Komitmen utama konstitusi dan
kepemimpinan negara berkhidmat pada upaya untuk mengamankan dan mencari
keseimbangan dalam pemenuhan tiga pokok kemaslahatan publik (public goods). Hal itu berkisar pada
persoalan legitimasi demokrasi, kesejahteraan ekonomi, dan identitas
kolektif.
Basis legitimasi dari
institusi-institusi demokrasi berangkat dari asumsi bahwa institusi-institusi
tersebut merepresentasikan kepentingan dan aspirasi seluruh rakyat secara
imparsial. Klaim itu bisa dipenuhi jika segala keputusan politik yang diambil
secara prinsip terbuka bagi proses-proses permusyawaratan publik (public deliberation) secara bebas,
setara, dan rasional.
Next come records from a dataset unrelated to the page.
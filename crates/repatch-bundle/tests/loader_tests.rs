//! Bundle loader tests

use pretty_assertions::assert_eq;
use repatch_bundle::{
    load_bundle, patches, resolve_selection, BundleError, BundleSource, Entries, PatchOptions, PatchSelection,
};
use repatch_test_utils::{bundle_with_catalog, sample_bundle, ZipFixture};
use serde_json::json;

fn names(list: &[repatch_bundle::Patch]) -> Vec<&str> {
    list.iter().map(repatch_bundle::Patch::name).collect()
}

#[test]
fn loads_sample_bundle() {
    let dir = tempfile::tempdir().unwrap();
    let path = sample_bundle(&dir.path().join("patches.rpb"));

    let loaded = load_bundle(&path).unwrap();
    assert_eq!(
        names(&loaded),
        vec!["Rename label", "Remove ads", "Add banner", "Other app", "Broken"]
    );
    assert_eq!(loaded[0].description(), Some("Changes the application label"));
}

#[test]
fn bundle_without_payload_is_corrupt() {
    let dir = tempfile::tempdir().unwrap();
    let path = ZipFixture::new()
        .entry("patches.json", br#"{ "patches": [{ "name": "x" }] }"#)
        .write_to(&dir.path().join("bundle.rpb"));

    let err = load_bundle(&path).unwrap_err();
    assert!(matches!(err, BundleError::CorruptBundle { .. }), "{err}");
}

#[test]
fn empty_payload_is_corrupt() {
    let dir = tempfile::tempdir().unwrap();
    let path = ZipFixture::new()
        .entry("classes.dex", b"dex")
        .entry("classes2.DEX", b"")
        .entry("patches.json", br#"{ "patches": [{ "name": "x" }] }"#)
        .write_to(&dir.path().join("bundle.rpb"));

    let err = load_bundle(&path).unwrap_err();
    assert!(err.to_string().contains("classes2.DEX is empty"), "{err}");
}

#[test]
fn truncated_archive_is_corrupt() {
    let dir = tempfile::tempdir().unwrap();
    let path = dir.path().join("bundle.rpb");
    let bytes = ZipFixture::new().entry("classes.dex", b"dex").to_bytes();
    std::fs::write(&path, &bytes[..bytes.len() / 2]).unwrap();

    assert!(matches!(load_bundle(&path), Err(BundleError::CorruptBundle { .. })));
}

#[test]
fn malformed_catalog_is_corrupt() {
    let dir = tempfile::tempdir().unwrap();
    let path = ZipFixture::new()
        .entry("classes.dex", b"dex")
        .entry("patches.json", b"{ not json")
        .write_to(&dir.path().join("bundle.rpb"));

    let err = load_bundle(&path).unwrap_err();
    assert!(err.to_string().contains("malformed patches.json"), "{err}");
}

#[test]
fn catalog_without_patches_yields_no_group() {
    let dir = tempfile::tempdir().unwrap();
    let path = bundle_with_catalog(&dir.path().join("bundle.rpb"), &json!({ "patches": [] }));

    let err = load_bundle(&path).unwrap_err();
    assert!(err.to_string().contains("unexpected bundle load result"), "{err}");
}

#[test]
fn missing_write_payload_is_corrupt() {
    let dir = tempfile::tempdir().unwrap();
    let catalog = json!({
        "patches": [{
            "name": "x",
            "operations": [{ "op": "writeEntry", "entry": "a", "payload": "nope.bin" }]
        }]
    });
    let path = bundle_with_catalog(&dir.path().join("bundle.rpb"), &catalog);

    let err = load_bundle(&path).unwrap_err();
    assert!(err.to_string().contains("missing payload nope.bin"), "{err}");
}

#[test]
fn patches_filters_by_compatibility() {
    let dir = tempfile::tempdir().unwrap();
    let bundles = vec![BundleSource::new("main", sample_bundle(&dir.path().join("main.rpb")))];

    let by_bundle = patches(&bundles, "com.example.app").unwrap();
    assert_eq!(
        names(&by_bundle["main"]),
        vec!["Rename label", "Remove ads", "Add banner", "Broken"]
    );

    let by_bundle = patches(&bundles, "com.unrelated").unwrap();
    assert_eq!(names(&by_bundle["main"]), vec!["Rename label", "Broken"]);
}

#[test]
fn resolve_selection_keeps_catalog_order_and_applies_options() {
    let dir = tempfile::tempdir().unwrap();
    let bundles = vec![BundleSource::new("main", sample_bundle(&dir.path().join("main.rpb")))];
    let loaded = patches(&bundles, "com.example.app").unwrap();

    let selection = PatchSelection::new()
        .with("main", "Add banner")
        .with("main", "Rename label");
    let options = PatchOptions::new().with("main", "Rename label", "label", json!("Renamed"));

    let resolved = resolve_selection(loaded, &selection, &options).unwrap();
    assert_eq!(names(&resolved), vec!["Rename label", "Add banner"]);

    let mut entries: Entries = [("res/values/strings.txt".to_string(), b"app_name=Example".to_vec())]
        .into_iter()
        .collect();
    resolved[0].apply(&mut entries).unwrap();
    resolved[1].apply(&mut entries).unwrap();
    assert_eq!(entries["res/values/strings.txt"], b"app_name=Renamed".to_vec());
    assert_eq!(entries["assets/banner.txt"], b"patched-banner".to_vec());
}

#[test]
fn unknown_patch_fails_fast() {
    let dir = tempfile::tempdir().unwrap();
    let bundles = vec![BundleSource::new("main", sample_bundle(&dir.path().join("main.rpb")))];
    let loaded = patches(&bundles, "com.example.app").unwrap();

    let selection = PatchSelection::new().with("main", "Other app");
    let err = resolve_selection(loaded, &selection, &PatchOptions::new()).unwrap_err();
    assert!(
        matches!(&err, BundleError::UnknownPatch { bundle, name } if bundle == "main" && name == "Other app"),
        "{err}"
    );
}

#[test]
fn unknown_bundle_and_option_are_rejected() {
    let dir = tempfile::tempdir().unwrap();
    let bundles = vec![BundleSource::new("main", sample_bundle(&dir.path().join("main.rpb")))];

    let loaded = patches(&bundles, "com.example.app").unwrap();
    let selection = PatchSelection::new().with("extra", "Rename label");
    assert!(matches!(
        resolve_selection(loaded, &selection, &PatchOptions::new()),
        Err(BundleError::UnknownBundle(id)) if id == "extra"
    ));

    let loaded = patches(&bundles, "com.example.app").unwrap();
    let selection = PatchSelection::new().with("main", "Rename label");
    let options = PatchOptions::new().with("main", "Rename label", "colour", json!("red"));
    assert!(matches!(
        resolve_selection(loaded, &selection, &options),
        Err(BundleError::UnknownOption { key, .. }) if key == "colour"
    ));
}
Hanya dengan penghormatan terhadap prosedur-prosedur public deliberation seperti itulah,
peraturan dan keputusan yang diambil memiliki legitimasi demokratis yang
mengikat semua warga dan pemerintah bisa melaksanakannya secara benar (right) dan tanpa ragu (strong).
Setelah basis legitimasi
diperjuangkan, kemaslahatan publik selanjutnya ialah kesejahteraan ekonomi.
Demokrasi politik tak bisa berjalan baik tanpa demokratisasi di bidang
ekonomi. Pancasila sendiri mengisyaratkan ujung pencapaian nilai-nilai ideal
kebangsaan harus bermuara pada `keadilan sosial bagi seluruh rakyat Indonesia'.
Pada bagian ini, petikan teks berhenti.